*Work instruction*.
Only the lines from the top of the data through the line with "let source = use_state(cx, DataSource::from_build_env);" should be repeated, each exactly as written.

Collected data:
--- --- ---

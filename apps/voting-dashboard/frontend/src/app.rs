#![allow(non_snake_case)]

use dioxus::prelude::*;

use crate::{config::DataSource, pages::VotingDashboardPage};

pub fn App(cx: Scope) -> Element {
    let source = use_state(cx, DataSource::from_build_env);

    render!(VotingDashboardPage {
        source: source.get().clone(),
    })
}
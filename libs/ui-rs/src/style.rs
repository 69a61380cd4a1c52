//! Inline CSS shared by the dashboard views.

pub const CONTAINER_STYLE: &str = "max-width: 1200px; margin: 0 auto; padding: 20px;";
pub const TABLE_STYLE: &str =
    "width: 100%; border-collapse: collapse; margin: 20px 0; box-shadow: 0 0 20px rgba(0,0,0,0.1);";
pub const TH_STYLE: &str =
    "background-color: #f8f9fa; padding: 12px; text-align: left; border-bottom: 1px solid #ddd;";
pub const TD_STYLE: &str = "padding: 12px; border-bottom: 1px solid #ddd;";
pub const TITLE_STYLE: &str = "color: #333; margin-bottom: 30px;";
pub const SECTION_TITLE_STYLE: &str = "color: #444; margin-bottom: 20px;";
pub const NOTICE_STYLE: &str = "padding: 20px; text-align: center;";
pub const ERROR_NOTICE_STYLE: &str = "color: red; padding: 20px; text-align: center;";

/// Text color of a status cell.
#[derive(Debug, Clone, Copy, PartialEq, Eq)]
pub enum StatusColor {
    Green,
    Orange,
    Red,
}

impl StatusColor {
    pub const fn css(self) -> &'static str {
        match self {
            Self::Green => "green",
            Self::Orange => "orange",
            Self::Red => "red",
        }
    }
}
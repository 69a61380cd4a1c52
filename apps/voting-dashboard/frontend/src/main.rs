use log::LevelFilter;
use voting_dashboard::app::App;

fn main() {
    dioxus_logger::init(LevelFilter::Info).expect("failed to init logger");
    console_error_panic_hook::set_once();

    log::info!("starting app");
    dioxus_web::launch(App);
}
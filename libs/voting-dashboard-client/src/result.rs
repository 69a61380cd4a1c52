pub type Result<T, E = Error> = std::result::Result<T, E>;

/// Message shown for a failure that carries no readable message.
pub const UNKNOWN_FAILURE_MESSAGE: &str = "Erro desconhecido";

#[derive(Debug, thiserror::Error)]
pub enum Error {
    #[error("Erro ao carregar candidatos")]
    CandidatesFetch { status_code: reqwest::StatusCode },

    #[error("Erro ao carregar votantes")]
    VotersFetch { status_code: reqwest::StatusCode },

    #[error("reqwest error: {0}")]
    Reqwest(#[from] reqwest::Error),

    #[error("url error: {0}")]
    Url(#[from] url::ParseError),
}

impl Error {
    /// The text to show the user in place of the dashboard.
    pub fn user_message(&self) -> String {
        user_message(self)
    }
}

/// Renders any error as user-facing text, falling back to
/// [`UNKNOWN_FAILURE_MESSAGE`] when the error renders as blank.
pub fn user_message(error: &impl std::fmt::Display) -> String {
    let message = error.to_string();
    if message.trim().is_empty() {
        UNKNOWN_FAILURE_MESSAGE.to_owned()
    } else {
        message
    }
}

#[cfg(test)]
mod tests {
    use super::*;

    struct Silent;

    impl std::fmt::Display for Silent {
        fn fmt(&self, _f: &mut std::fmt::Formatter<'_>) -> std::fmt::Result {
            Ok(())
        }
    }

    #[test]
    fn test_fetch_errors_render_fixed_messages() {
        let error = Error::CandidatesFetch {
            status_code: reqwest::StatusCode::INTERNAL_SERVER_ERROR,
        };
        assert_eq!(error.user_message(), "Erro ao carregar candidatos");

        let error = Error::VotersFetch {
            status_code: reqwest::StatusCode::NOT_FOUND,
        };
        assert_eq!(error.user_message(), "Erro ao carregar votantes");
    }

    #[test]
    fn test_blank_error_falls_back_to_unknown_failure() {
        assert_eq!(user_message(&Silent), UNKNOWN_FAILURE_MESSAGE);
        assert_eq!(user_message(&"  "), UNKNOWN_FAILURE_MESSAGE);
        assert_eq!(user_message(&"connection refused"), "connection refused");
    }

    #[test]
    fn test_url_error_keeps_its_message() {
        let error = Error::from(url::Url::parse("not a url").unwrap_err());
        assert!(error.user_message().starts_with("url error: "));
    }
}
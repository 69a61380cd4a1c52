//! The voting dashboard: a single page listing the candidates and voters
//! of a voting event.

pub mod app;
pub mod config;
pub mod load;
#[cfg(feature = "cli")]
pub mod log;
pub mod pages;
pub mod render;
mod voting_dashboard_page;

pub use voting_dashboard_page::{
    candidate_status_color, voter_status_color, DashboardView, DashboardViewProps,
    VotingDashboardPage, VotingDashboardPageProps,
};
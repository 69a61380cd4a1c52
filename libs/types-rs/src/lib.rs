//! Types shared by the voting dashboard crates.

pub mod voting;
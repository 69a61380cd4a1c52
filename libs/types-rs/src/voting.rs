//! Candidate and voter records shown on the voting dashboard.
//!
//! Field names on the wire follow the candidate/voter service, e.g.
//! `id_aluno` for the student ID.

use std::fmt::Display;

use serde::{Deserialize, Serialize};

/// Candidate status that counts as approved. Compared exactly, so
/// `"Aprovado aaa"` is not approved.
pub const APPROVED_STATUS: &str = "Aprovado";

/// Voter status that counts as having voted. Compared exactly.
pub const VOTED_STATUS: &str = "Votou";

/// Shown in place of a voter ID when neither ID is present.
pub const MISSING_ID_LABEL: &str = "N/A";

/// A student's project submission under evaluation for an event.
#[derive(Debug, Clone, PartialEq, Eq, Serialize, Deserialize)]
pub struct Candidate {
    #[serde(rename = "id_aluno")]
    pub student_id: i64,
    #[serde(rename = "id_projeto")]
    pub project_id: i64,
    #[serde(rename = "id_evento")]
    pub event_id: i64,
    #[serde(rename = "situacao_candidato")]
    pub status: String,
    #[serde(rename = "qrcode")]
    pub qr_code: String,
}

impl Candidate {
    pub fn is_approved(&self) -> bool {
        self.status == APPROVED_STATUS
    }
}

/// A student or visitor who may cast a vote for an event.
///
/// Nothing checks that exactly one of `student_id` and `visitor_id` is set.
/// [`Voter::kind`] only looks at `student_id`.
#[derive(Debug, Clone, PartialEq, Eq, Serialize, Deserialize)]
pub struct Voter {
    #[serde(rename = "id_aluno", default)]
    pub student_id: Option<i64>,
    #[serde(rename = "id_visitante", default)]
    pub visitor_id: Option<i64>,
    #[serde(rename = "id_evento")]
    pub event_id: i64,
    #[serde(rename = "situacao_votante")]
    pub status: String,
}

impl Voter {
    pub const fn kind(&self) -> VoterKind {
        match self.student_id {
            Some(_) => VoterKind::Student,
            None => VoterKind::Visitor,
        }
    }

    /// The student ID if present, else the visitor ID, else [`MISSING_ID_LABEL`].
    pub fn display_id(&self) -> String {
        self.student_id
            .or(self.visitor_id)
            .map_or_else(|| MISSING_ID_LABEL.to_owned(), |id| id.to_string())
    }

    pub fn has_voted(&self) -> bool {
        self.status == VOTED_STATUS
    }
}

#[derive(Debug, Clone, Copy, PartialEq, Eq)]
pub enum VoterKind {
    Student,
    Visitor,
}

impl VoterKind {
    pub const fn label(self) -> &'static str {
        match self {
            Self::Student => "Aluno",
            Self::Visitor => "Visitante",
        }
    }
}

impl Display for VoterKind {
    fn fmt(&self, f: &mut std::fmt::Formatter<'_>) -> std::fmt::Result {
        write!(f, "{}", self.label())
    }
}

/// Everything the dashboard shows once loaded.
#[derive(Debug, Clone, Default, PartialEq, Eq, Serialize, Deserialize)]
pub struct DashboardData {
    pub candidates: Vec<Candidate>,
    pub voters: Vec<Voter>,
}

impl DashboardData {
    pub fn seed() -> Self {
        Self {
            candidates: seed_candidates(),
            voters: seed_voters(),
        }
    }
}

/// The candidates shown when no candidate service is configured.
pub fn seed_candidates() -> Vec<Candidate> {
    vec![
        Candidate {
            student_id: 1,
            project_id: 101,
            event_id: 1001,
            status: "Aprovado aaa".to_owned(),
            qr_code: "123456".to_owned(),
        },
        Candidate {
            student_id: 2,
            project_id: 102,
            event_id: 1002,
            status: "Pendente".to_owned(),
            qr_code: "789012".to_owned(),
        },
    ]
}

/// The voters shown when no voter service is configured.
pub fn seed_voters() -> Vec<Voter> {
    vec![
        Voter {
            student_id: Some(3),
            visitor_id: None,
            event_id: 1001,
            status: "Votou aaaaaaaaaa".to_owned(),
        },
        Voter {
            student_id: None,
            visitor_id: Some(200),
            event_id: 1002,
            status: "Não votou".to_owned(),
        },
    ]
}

--- --- ---

*Result for this task*.
filename apps/voting-dashboard/frontend/src/app.rs
#![allow(non_snake_case)]

use dioxus::prelude::*;

use crate::{config::DataSource, pages::VotingDashboardPage};

pub fn App(cx: Scope) -> Element {
    let source = use_state(cx, DataSource::from_build_env);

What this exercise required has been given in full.